Photo by George J. Tanber
Letter from Ghana
Indigenous Slavery: Unspoken Reality, Lingering Impact
ACCRA, Ghana – As an American, you can’t visit Ghana without thinking about slavery because a significant percentage of African Americans trace their lineage to this West African country.
This I knew.
But I was unaware the majority of slaves who ended up in the U.S., Caribbean and South America were already possessed property, owned by Black tribes who sold or traded them to White Europeans. Which is why I’m in the suburban Accra mountain home of Akosua Adoma Perbi, Ghana’s foremost author and educator on indigenous slavery. Her bonafides include serving as a Fulbright Scholar-in-residence at Manchester [Ind.] College and professor of history at Ghana University for nearly 40 years.
We begin with a candid admission on her part: When she started her research she was almost as clueless as me on the topic of Ghanaians as slave owners.
“I had no idea,” she says. “All I knew was the Trans-Atlantic slave trade.
What is especially telling about this remark is that Professor Perbi is an Ashanti, Ghana’s largest tribe which for centuries was the most dominant force in the owning and selling of slaves. Yet it was by chance that as she was considering her path for a master’s degree in history a professor suggested she consider the theme that would shape the remainder of her career.
Professor Perbi’s thesis, completed in 1979, focused on slavery in her native Ashanti region. She remembers her initial feeling as she delved into her research and uncovered the mostly-buried truth.
“I was sad.”
Her mentors were impressed with her findings and she was encouraged to continue her research while pursuing a doctorate. This time she expanded her reach to all of Ghana. Her findings were even more distressing: “All of the tribes were involved in the slave trade.”
Why indigenous slavery?
According to Professor Perbi, slavery in Ghana was not unlike slavery in the southern U.S. Here, labor was needed by tribal leaders and wealthy land owners to work their farms, gold and salt mines, and serve as domestics in their homes.
“The only difference I found,” she says, ‘is the slave owners here would often adopt them into their families. Some men even married their slaves and had children that became part of the family.”
Glancing around Professor Perbi’s living room, the importance of family in her life is vividly clear. Photos of her wedding 45 years ago, her four children over the years and her 11 grandchildren are among the dozens that fill most of the shelves and tables not otherwise crowded with books befitting an academic.
Her family and obligations at the university kept her busy. Yet, somehow, she found the time to continue her research. Beginning in 1990, she spent 12 years traveling the country interviewing tribal leaders, their families and their servants.
At the time, it was not only an uncomfortable topic but one that required considerable resolve and finesse on the part of Professor Perbi to succeed. A stamped letter from the university served as a calling card. Her late father, Kwabene Nketia, Ghana’s most famous composer and musicologist, inadvertently helped when some of her interview subjects discovered she was his daughter.

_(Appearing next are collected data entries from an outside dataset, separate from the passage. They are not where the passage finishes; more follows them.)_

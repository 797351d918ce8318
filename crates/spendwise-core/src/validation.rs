use tracing::warn;

use spendwise_domain::Snapshot;

fn amount_warning(kind: &str, id: &str, amount: f64) -> Option<String> {
    if !amount.is_finite() {
        Some(format!("{kind} {id} has non-finite amount; counted as 0"))
    } else if amount < 0.0 {
        Some(format!("{kind} {id} has negative amount {amount}"))
    } else {
        None
    }
}

/// Detects anomalies within a snapshot. Aggregation still runs on such records.
pub fn snapshot_warnings(snapshot: &Snapshot) -> Vec<String> {
    let mut warnings = Vec::new();

    for expense in &snapshot.expenses {
        warnings.extend(amount_warning("expense", &expense.id, expense.amount));
        if expense.is_uncategorized() {
            warnings.push(format!(
                "expense {} has no category; grouped under `{}`",
                expense.id,
                expense.category_label()
            ));
        }
    }
    for income in &snapshot.income {
        warnings.extend(amount_warning("income", &income.id, income.amount));
    }
    for bill in &snapshot.bills {
        warnings.extend(amount_warning("bill", &bill.id, bill.amount));
        match (bill.paid, bill.paid_date) {
            (true, None) => warnings.push(format!("bill {} is paid but has no paid date", bill.id)),
            (false, Some(date)) => warnings.push(format!(
                "bill {} is unpaid but carries paid date {}",
                bill.id, date
            )),
            _ => {}
        }
    }

    for warning in &warnings {
        warn!("{warning}");
    }
    warnings
}

#[cfg(test)]
mod tests {
    use super::*;
    use chrono::NaiveDate;
    use spendwise_domain::{Bill, Expense, Income};

    #[test]
    fn clean_snapshot_has_no_warnings() {
        let day = NaiveDate::from_ymd_opt(2024, 1, 1).unwrap();
        let snapshot = Snapshot::new(
            vec![Expense::new(1.0, "Tea", "Food & Dining", day)],
            vec![Income::new(5.0, "Gift", day)],
            vec![Bill::new("Rent", 10.0, day).paid_on(day)],
        );
        assert!(snapshot_warnings(&snapshot).is_empty());
    }

    #[test]
    fn flags_each_anomaly() {
        let day = NaiveDate::from_ymd_opt(2024, 1, 1).unwrap();
        let mut paid_without_date = Bill::new("Water", 10.0, day);
        paid_without_date.paid = true;
        let mut stale_paid_date = Bill::new("Power", 10.0, day);
        stale_paid_date.paid_date = Some(day);
        let snapshot = Snapshot::new(
            vec![Expense::new(-3.0, "Refund?", "", day)],
            vec![Income::new(f64::INFINITY, "Glitch", day)],
            vec![paid_without_date, stale_paid_date],
        );
        let warnings = snapshot_warnings(&snapshot);
        assert_eq!(warnings.len(), 5);
        assert!(warnings.iter().any(|w| w.contains("negative amount")));
        assert!(warnings.iter().any(|w| w.contains("no category")));
        assert!(warnings.iter().any(|w| w.contains("non-finite")));
        assert!(warnings.iter().any(|w| w.contains("no paid date")));
        assert!(warnings.iter().any(|w| w.contains("carries paid date")));
    }
}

Her line of questioning depended on whom she was interviewing. When speaking with tribal leaders, whom she calls royals, she said she was focusing on general history. When she attempted to interview servants she was candid about her intent. Most of those who agreed requested anonymity.

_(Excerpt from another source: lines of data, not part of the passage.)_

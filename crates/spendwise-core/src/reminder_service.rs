//! Reminder schedules for bills and the monthly report. Delivery happens elsewhere.

use chrono::{Duration, NaiveDate};
use serde::{Deserialize, Serialize};

use spendwise_domain::{shift_month, Bill, DateWindow};

use crate::format::CurrencyFormatter;

pub const BILL_REMINDER_TITLE: &str = "Bill Reminder";
pub const MONTHLY_REPORT_TITLE: &str = "Monthly Expense Report";

#[derive(Debug, Clone, Serialize, Deserialize, PartialEq, Eq)]
pub struct Reminder {
    #[serde(default, skip_serializing_if = "Option::is_none")]
    pub bill_id: Option<String>,
    pub title: String,
    pub body: String,
    pub fire_on: NaiveDate,
}

pub struct ReminderService;

impl ReminderService {
    /// Reminder for the day before the due date. None when the bill is paid,
    /// reminders are off, or the due date is the first representable day.
    pub fn bill_reminder(bill: &Bill, formatter: &dyn CurrencyFormatter) -> Option<Reminder> {
        if bill.paid || !bill.reminder_enabled {
            return None;
        }
        let fire_on = bill.due_date.checked_sub_signed(Duration::days(1))?;
        Some(Reminder {
            bill_id: Some(bill.id.clone()),
            title: BILL_REMINDER_TITLE.to_string(),
            body: format!(
                "{} is due tomorrow - {}",
                bill.name,
                formatter.format_amount(bill.amount)
            ),
            fire_on,
        })
    }

    /// Bill reminders that have not fired yet as of `reference`, in bill order.
    pub fn pending_bill_reminders(
        bills: &[Bill],
        reference: NaiveDate,
        formatter: &dyn CurrencyFormatter,
    ) -> Vec<Reminder> {
        bills
            .iter()
            .filter_map(|bill| Self::bill_reminder(bill, formatter))
            .filter(|reminder| reminder.fire_on >= reference)
            .collect()
    }

    /// Monthly report reminder, fired on the first day of the month after `reference`.
    pub fn monthly_report(reference: NaiveDate) -> Reminder {
        let next_month = shift_month(DateWindow::month_of(reference).start, 1);
        Reminder {
            bill_id: None,
            title: MONTHLY_REPORT_TITLE.to_string(),
            body: "Your monthly expense report is ready!".to_string(),
            fire_on: next_month,
        }
    }
}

“They would say, ‘Come to the bedroom and let’s talk.’
This comment was followed by a surprising punchline and oversized laugh.

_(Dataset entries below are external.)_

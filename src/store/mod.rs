//! Record store seam: the source of snapshots and the push channel to sessions.

pub mod json;

use std::sync::{Arc, Mutex, MutexGuard, Weak};

use chrono::NaiveDate;
use tracing::debug;

use spendwise_domain::{Bill, Expense, Identifiable, Income, Snapshot};

use crate::errors::SpendwiseError;

pub use json::{load_snapshot_from_path, save_snapshot_to_path};

/// Callback receiving every snapshot a store publishes, with its revision.
///
/// Revisions grow by one per write. Listeners may be called from several threads
/// at once, so a delivery can arrive after a newer one; keep the highest revision.
pub type SnapshotListener = Box<dyn Fn(u64, &Snapshot) + Send + Sync>;

/// Supplies record snapshots for the signed-in user.
pub trait RecordStore: Send + Sync {
    /// Latest snapshot.
    fn snapshot(&self) -> Snapshot;

    /// Registers `listener`, calling it immediately with the current snapshot
    /// and again after every change. Dropping the handle unsubscribes.
    fn subscribe(&self, listener: SnapshotListener) -> Subscription;
}

/// Live subscription handle.
pub struct Subscription {
    cancel: Option<Box<dyn FnOnce() + Send + Sync>>,
}

impl Subscription {
    pub fn new(cancel: impl FnOnce() + Send + Sync + 'static) -> Self {
        Self {
            cancel: Some(Box::new(cancel)),
        }
    }

    pub fn cancel(mut self) {
        self.run_cancel();
    }

    fn run_cancel(&mut self) {
        if let Some(cancel) = self.cancel.take() {
            cancel();
        }
    }
}

impl Drop for Subscription {
    fn drop(&mut self) {
        self.run_cancel();
    }
}

impl std::fmt::Debug for Subscription {
    fn fmt(&self, f: &mut std::fmt::Formatter<'_>) -> std::fmt::Result {
        f.debug_struct("Subscription")
            .field("active", &self.cancel.is_some())
            .finish()
    }
}

#[derive(Default)]
struct StoreState {
    snapshot: Snapshot,
    revision: u64,
    listeners: Vec<(u64, Arc<SnapshotListener>)>,
    next_listener: u64,
}

/// Removes the record with `id`, keeping the order of the rest.
fn take_by_id<T: Identifiable>(records: &mut Vec<T>, id: &str) -> Option<T> {
    let position = records.iter().position(|record| record.id() == id)?;
    Some(records.remove(position))
}

/// Process-local store that pushes a fresh snapshot to listeners on every write.
#[derive(Clone, Default)]
pub struct InMemoryStore {
    state: Arc<Mutex<StoreState>>,
}

impl InMemoryStore {
    pub fn new() -> Self {
        Self::default()
    }

    pub fn with_snapshot(snapshot: Snapshot) -> Self {
        let store = Self::new();
        store.lock().snapshot = snapshot;
        store
    }

    fn lock(&self) -> MutexGuard<'_, StoreState> {
        self.state
            .lock()
            .unwrap_or_else(|poisoned| poisoned.into_inner())
    }

    pub fn listener_count(&self) -> usize {
        self.lock().listeners.len()
    }

    /// Number of writes applied so far.
    pub fn revision(&self) -> u64 {
        self.lock().revision
    }

    /// Replaces the whole snapshot and notifies listeners.
    pub fn publish(&self, snapshot: Snapshot) {
        self.apply(|current| {
            *current = snapshot;
            Some(())
        });
    }

    pub fn add_expense(&self, expense: Expense) {
        self.apply(|snapshot| {
            snapshot.expenses.push(expense);
            Some(())
        });
    }

    pub fn add_income(&self, income: Income) {
        self.apply(|snapshot| {
            snapshot.income.push(income);
            Some(())
        });
    }

    /// Bills are kept ordered by due date, as the backing query delivers them.
    pub fn add_bill(&self, bill: Bill) {
        self.apply(|snapshot| {
            let position = snapshot
                .bills
                .partition_point(|existing| existing.due_date <= bill.due_date);
            snapshot.bills.insert(position, bill);
            Some(())
        });
    }

    pub fn mark_bill_paid(&self, bill_id: &str, paid_on: NaiveDate) -> Result<Bill, SpendwiseError> {
        self.apply(|snapshot| {
            let bill = snapshot.bills.iter_mut().find(|bill| bill.id() == bill_id)?;
            bill.mark_paid(paid_on);
            Some(bill.clone())
        })
        .ok_or_else(|| SpendwiseError::RecordNotFound(format!("bill {bill_id}")))
    }

    /// Applies `change` to one expense and returns the updated record.
    pub fn update_expense(
        &self,
        expense_id: &str,
        change: impl FnOnce(&mut Expense),
    ) -> Result<Expense, SpendwiseError> {
        self.apply(|snapshot| {
            let expense = snapshot
                .expenses
                .iter_mut()
                .find(|expense| expense.id() == expense_id)?;
            change(expense);
            Some(expense.clone())
        })
        .ok_or_else(|| SpendwiseError::RecordNotFound(format!("expense {expense_id}")))
    }

    pub fn delete_expense(&self, expense_id: &str) -> Result<Expense, SpendwiseError> {
        self.apply(|snapshot| take_by_id(&mut snapshot.expenses, expense_id))
            .ok_or_else(|| SpendwiseError::RecordNotFound(format!("expense {expense_id}")))
    }

    pub fn delete_income(&self, income_id: &str) -> Result<Income, SpendwiseError> {
        self.apply(|snapshot| take_by_id(&mut snapshot.income, income_id))
            .ok_or_else(|| SpendwiseError::RecordNotFound(format!("income {income_id}")))
    }

    pub fn delete_bill(&self, bill_id: &str) -> Result<Bill, SpendwiseError> {
        self.apply(|snapshot| take_by_id(&mut snapshot.bills, bill_id))
            .ok_or_else(|| SpendwiseError::RecordNotFound(format!("bill {bill_id}")))
    }

    /// Runs `change` under the lock. A `None` result leaves the store untouched and
    /// notifies nobody; otherwise the revision advances and listeners get the new
    /// snapshot.
    fn apply<R>(&self, change: impl FnOnce(&mut Snapshot) -> Option<R>) -> Option<R> {
        let (outcome, revision, snapshot, listeners) = {
            let mut state = self.lock();
            let outcome = change(&mut state.snapshot)?;
            state.revision += 1;
            let listeners: Vec<Arc<SnapshotListener>> = state
                .listeners
                .iter()
                .map(|(_, listener)| Arc::clone(listener))
                .collect();
            (outcome, state.revision, state.snapshot.clone(), listeners)
        };
        debug!(
            revision,
            listeners = listeners.len(),
            records = snapshot.record_count(),
            "publishing snapshot"
        );
        for listener in listeners {
            (**listener)(revision, &snapshot);
        }
        Some(outcome)
    }
}

impl RecordStore for InMemoryStore {
    fn snapshot(&self) -> Snapshot {
        self.lock().snapshot.clone()
    }

    fn subscribe(&self, listener: SnapshotListener) -> Subscription {
        let listener = Arc::new(listener);
        let (id, revision, current) = {
            let mut state = self.lock();
            let id = state.next_listener;
            state.next_listener += 1;
            state.listeners.push((id, Arc::clone(&listener)));
            (id, state.revision, state.snapshot.clone())
        };
        (**listener)(revision, &current);

        let weak: Weak<Mutex<StoreState>> = Arc::downgrade(&self.state);
        Subscription::new(move || {
            if let Some(state) = weak.upgrade() {
                let mut state = state
                    .lock()
                    .unwrap_or_else(|poisoned| poisoned.into_inner());
                state.listeners.retain(|(existing, _)| *existing != id);
            }
        })
    }
}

“I’ve been to a lot of bedrooms.”
Her research also included tracking interior slave trade routes and markets as well as perusing thousands of documents from a 400-year period beginning in 1500, a massive undertaking. Eventually, a clear picture emerged. The majority of domestic slaves were captured in tribal wars. There were around 60 inland trade markets where tribes sold or traded slaves for commodities and men plucked young women to join their concubines. Slaves also were gifted from prosperous farmers to family members and friends. As the Trans-Atlantic slave trade grew into an enormous business, proposerous Blacks took their surplus slaves to the coast to sell or barter with the Europeans and British.
“It was,” she says, “an age-old system.”
Professor Perbi turned her research into “A History of Indigenous Slavery in Ghana from the 15th to 19th century,” published in 2004. It remains the definitive voice on the subject.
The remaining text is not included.